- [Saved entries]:
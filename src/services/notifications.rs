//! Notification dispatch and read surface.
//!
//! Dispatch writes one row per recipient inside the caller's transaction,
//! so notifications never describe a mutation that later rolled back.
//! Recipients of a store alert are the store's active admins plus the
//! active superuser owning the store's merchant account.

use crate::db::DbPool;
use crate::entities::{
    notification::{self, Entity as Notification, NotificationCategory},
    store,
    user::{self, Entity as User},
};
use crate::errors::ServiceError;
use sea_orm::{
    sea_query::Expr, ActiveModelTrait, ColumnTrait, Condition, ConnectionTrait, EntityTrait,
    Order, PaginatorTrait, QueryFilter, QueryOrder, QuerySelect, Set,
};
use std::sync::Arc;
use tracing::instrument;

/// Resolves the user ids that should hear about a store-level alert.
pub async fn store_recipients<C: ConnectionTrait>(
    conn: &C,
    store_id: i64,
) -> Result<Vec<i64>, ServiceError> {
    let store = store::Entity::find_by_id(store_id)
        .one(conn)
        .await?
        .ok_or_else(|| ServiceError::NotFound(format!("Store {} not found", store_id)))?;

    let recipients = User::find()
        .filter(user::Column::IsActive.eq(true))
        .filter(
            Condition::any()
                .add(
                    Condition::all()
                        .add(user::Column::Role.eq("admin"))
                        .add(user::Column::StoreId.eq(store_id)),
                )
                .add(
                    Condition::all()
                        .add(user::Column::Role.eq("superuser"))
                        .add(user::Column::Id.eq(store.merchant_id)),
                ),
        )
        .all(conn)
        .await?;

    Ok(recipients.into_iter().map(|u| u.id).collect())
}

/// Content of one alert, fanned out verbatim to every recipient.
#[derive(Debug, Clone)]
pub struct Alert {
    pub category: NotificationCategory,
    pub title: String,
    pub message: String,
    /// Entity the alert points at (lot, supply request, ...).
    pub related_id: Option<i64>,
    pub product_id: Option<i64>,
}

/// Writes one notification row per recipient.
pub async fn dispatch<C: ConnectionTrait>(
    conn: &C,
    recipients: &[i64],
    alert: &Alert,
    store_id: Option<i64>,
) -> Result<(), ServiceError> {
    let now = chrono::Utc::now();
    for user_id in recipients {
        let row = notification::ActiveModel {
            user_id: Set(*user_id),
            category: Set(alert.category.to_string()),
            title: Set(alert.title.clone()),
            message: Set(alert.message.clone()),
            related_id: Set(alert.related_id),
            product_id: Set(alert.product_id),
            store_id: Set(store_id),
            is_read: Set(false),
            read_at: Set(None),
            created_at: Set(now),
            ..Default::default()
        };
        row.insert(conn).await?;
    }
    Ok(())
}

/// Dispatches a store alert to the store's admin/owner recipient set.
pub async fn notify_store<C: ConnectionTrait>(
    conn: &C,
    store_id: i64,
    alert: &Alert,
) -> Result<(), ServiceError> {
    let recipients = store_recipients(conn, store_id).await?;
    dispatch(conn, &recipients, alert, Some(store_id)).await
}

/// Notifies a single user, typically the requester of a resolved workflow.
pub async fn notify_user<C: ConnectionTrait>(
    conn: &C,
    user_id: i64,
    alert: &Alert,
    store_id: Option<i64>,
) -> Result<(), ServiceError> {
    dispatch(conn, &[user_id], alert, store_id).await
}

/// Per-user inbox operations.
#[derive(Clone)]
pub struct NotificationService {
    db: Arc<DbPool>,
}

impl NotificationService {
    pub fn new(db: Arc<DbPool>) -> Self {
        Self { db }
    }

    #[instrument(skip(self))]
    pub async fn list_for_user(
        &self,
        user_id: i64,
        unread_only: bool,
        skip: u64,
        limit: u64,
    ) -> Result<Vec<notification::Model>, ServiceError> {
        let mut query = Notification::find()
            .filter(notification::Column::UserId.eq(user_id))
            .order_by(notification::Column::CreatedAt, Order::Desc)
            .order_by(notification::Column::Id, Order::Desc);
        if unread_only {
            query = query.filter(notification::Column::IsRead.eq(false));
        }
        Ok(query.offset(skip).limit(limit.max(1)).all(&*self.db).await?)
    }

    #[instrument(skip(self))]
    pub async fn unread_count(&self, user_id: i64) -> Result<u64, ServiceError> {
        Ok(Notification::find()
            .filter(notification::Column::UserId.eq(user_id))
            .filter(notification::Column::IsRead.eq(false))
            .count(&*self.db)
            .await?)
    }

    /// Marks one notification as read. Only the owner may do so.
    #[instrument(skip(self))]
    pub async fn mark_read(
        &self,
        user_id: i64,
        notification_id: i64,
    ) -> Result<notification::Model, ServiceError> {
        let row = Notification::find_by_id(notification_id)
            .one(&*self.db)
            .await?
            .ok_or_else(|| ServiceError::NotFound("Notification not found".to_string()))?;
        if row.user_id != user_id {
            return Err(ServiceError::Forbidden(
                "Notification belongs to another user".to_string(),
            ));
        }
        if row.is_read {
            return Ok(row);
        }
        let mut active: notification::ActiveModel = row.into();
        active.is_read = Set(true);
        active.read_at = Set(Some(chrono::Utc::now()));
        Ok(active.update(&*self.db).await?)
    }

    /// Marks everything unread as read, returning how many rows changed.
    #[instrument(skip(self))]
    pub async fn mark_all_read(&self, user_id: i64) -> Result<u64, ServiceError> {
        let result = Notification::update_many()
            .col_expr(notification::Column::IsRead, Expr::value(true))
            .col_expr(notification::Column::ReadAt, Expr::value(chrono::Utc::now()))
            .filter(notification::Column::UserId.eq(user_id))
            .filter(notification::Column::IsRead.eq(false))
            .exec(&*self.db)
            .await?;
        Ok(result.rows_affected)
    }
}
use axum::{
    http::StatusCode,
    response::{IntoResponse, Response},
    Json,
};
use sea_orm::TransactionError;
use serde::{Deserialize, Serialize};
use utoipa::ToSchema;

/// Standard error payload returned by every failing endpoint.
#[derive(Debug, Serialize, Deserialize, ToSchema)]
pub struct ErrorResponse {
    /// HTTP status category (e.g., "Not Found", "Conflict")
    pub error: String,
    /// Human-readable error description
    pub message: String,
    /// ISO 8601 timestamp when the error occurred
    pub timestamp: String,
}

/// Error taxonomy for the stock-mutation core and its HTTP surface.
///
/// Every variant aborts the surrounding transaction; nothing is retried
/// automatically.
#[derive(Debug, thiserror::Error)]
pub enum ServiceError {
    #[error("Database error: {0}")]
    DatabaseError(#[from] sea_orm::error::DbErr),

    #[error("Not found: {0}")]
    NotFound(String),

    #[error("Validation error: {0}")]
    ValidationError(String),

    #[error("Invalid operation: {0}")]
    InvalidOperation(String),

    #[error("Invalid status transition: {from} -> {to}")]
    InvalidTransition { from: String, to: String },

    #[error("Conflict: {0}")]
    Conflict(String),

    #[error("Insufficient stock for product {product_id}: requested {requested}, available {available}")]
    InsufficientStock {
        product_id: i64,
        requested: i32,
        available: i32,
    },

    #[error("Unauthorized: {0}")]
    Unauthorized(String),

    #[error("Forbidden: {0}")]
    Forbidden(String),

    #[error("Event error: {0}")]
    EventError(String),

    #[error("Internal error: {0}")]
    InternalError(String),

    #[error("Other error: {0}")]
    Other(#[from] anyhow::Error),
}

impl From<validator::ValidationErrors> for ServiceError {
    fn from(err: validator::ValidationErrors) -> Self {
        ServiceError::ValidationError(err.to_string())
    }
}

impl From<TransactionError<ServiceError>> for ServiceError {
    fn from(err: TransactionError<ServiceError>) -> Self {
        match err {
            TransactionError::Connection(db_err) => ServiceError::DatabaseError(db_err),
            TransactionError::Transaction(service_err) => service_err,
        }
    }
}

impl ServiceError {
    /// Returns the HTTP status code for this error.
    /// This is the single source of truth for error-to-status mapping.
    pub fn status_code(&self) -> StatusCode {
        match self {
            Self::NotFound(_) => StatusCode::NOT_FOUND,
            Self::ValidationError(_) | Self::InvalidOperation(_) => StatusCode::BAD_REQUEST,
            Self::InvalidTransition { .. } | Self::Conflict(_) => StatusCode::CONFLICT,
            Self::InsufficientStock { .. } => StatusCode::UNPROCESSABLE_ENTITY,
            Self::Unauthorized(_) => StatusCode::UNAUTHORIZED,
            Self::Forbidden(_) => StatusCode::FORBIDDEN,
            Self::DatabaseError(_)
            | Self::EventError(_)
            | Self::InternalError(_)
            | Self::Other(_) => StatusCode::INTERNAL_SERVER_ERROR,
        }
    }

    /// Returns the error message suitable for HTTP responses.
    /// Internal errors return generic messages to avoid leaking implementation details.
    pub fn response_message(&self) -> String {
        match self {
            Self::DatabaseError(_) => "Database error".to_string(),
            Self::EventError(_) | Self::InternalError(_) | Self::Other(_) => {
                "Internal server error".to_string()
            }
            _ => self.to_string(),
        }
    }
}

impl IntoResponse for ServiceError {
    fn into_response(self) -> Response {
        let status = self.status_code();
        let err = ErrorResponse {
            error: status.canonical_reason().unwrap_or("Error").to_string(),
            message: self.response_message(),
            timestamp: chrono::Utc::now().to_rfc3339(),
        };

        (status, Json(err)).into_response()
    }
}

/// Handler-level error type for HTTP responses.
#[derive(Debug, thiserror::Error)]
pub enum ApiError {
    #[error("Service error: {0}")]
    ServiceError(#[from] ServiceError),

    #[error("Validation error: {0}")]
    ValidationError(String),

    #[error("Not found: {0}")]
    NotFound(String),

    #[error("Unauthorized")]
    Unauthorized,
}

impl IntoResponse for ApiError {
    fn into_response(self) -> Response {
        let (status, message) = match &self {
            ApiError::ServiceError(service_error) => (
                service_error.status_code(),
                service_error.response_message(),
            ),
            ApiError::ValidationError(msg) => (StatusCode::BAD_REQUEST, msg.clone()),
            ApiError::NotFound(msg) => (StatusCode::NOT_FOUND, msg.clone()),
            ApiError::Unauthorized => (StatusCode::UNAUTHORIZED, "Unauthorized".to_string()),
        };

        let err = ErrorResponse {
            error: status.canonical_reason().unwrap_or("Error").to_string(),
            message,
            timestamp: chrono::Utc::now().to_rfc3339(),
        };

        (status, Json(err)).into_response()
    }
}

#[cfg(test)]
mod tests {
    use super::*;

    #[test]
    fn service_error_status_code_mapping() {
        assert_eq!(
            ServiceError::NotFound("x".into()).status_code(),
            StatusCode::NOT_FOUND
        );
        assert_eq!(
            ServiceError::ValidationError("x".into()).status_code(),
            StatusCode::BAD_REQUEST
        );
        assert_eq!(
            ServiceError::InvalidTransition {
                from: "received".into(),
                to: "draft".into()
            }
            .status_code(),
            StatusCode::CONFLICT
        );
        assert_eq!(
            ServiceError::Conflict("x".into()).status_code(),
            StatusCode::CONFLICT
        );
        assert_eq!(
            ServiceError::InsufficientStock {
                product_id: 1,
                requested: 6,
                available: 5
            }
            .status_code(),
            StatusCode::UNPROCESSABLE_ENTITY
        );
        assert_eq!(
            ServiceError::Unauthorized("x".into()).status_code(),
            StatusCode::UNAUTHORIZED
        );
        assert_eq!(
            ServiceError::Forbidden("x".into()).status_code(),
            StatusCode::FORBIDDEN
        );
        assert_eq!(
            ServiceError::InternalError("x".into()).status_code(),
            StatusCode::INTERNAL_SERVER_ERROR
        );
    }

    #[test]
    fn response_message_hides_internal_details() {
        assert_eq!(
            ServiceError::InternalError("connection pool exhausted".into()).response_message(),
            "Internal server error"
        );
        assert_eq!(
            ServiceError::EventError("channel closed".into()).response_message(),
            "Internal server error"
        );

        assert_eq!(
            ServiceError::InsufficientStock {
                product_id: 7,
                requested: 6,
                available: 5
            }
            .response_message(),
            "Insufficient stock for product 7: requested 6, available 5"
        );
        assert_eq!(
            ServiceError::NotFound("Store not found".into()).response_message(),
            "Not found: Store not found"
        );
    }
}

==

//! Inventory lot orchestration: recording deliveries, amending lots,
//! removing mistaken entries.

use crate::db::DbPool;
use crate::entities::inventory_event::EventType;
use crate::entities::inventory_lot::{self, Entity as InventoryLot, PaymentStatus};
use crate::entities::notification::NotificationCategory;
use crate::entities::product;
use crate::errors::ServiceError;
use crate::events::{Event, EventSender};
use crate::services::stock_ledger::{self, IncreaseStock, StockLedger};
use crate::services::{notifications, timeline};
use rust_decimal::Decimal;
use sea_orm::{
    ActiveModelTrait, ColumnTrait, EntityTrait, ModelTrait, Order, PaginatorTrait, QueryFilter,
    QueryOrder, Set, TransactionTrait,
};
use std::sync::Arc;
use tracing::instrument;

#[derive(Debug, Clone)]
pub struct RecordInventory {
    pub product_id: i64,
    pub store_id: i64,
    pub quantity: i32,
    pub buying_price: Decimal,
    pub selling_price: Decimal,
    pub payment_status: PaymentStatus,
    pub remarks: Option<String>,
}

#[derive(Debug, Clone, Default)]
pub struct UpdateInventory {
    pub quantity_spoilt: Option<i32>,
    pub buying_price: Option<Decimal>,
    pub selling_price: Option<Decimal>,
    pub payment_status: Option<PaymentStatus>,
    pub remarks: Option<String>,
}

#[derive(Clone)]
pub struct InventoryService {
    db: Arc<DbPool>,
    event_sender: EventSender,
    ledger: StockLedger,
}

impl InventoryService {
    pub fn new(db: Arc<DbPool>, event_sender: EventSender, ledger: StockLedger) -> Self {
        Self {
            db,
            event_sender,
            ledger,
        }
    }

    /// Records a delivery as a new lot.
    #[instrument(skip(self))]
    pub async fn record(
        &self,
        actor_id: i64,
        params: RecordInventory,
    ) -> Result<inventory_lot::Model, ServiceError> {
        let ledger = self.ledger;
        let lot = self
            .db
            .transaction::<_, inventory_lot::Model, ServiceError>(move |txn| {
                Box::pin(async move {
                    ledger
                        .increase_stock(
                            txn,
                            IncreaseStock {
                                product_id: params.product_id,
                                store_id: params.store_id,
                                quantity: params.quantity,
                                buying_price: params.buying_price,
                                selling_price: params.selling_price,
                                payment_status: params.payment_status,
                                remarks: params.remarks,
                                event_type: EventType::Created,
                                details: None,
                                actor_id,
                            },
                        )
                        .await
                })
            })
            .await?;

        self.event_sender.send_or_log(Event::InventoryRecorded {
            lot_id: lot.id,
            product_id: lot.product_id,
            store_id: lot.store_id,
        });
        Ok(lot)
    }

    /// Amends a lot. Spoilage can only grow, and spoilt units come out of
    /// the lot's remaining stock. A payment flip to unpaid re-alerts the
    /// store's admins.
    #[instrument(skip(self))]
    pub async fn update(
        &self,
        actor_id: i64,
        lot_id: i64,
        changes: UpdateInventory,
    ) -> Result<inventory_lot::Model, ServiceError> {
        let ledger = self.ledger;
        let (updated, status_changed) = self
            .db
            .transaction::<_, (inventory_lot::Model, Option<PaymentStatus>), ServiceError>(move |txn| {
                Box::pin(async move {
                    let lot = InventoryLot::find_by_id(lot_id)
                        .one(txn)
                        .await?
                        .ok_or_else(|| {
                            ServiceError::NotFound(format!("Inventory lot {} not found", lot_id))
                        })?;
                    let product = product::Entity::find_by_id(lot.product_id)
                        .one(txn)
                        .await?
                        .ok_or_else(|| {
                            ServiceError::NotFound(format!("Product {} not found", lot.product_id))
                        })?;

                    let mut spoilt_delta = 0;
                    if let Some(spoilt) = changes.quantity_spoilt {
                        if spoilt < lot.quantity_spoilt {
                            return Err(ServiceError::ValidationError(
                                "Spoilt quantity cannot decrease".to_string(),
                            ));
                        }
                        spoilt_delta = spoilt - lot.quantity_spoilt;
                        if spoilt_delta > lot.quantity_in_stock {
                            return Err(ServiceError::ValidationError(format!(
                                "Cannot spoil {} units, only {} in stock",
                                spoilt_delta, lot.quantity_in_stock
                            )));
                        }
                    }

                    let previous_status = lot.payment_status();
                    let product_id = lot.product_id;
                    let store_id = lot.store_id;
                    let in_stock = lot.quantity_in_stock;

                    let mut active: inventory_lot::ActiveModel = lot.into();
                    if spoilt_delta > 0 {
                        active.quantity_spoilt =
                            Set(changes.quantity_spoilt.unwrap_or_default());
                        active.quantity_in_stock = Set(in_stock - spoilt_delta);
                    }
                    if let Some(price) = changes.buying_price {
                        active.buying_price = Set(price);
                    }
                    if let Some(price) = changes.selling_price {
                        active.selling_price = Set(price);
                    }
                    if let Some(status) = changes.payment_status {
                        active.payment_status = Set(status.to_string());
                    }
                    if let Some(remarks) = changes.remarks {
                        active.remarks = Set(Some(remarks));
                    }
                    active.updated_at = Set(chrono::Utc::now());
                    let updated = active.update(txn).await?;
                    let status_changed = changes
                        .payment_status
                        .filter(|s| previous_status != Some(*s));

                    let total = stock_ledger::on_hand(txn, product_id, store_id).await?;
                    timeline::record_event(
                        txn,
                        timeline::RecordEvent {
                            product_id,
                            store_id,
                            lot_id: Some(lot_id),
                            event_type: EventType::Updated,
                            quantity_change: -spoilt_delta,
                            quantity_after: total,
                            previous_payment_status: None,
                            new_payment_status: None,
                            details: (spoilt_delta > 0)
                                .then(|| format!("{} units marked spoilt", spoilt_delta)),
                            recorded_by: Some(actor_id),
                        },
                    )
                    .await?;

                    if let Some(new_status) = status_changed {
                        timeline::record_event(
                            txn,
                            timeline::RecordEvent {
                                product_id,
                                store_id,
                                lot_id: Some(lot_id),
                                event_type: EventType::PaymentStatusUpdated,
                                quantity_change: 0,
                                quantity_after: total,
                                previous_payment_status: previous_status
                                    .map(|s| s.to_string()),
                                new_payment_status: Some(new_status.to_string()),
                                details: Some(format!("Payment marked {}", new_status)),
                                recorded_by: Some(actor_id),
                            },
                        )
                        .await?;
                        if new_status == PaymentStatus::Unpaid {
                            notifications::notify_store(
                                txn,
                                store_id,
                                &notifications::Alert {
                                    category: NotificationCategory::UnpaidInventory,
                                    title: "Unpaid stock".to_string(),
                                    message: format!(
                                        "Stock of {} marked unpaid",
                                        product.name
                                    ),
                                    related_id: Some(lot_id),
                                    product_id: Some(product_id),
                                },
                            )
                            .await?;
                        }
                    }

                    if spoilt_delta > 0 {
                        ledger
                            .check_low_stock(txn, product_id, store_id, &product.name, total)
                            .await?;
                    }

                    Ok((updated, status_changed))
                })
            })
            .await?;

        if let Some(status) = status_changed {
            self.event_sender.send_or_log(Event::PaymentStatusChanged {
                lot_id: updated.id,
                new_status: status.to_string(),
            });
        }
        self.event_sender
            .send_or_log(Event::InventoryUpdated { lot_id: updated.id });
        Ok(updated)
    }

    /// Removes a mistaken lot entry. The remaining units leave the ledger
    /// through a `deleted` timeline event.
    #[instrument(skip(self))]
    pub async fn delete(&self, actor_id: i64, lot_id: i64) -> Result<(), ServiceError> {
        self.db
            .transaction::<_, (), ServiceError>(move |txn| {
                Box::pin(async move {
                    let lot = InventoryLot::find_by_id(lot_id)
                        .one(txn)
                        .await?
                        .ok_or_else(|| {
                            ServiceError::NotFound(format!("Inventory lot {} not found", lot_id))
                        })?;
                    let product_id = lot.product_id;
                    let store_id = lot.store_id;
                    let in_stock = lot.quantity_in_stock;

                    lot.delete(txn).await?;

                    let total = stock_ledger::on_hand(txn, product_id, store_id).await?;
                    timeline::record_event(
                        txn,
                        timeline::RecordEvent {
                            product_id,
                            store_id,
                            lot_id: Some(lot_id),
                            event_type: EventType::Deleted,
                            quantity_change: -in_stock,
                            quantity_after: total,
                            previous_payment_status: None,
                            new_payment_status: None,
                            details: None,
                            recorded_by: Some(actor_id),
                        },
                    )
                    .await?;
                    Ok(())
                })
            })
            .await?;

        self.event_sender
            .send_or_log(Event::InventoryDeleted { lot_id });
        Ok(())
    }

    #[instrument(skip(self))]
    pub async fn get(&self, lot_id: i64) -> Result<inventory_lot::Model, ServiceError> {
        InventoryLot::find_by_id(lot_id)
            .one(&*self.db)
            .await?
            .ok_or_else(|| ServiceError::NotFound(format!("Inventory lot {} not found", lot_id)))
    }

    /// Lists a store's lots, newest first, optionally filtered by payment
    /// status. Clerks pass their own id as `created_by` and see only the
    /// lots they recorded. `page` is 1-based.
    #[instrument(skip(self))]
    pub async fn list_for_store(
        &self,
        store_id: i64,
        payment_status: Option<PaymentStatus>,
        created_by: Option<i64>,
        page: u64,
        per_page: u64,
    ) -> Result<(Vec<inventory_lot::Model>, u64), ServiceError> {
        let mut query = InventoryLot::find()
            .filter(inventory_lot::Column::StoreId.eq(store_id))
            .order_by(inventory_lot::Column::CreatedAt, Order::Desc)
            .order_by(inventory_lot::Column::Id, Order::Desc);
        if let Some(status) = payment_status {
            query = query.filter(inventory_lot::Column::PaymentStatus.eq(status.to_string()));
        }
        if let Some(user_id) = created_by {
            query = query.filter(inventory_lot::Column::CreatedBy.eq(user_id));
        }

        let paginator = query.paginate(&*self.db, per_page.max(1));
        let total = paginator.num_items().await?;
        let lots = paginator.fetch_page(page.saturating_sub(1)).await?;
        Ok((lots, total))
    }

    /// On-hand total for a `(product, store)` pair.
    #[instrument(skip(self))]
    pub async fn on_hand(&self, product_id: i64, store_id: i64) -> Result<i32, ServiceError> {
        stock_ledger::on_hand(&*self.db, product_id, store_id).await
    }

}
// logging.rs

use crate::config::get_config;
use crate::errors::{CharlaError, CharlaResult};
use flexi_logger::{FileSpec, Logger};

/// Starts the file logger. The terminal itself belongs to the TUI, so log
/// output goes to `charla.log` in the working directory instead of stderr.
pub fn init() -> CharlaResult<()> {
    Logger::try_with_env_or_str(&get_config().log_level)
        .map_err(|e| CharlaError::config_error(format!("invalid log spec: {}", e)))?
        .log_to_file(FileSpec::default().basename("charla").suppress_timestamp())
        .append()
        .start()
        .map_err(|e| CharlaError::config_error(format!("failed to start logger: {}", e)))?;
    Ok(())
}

- [EXERCISE PROMPT]: The answer should be a number alone: how many lines of the entries hold the word "InvalidTransition"?

- [EXERCISE SOLUTION]: 3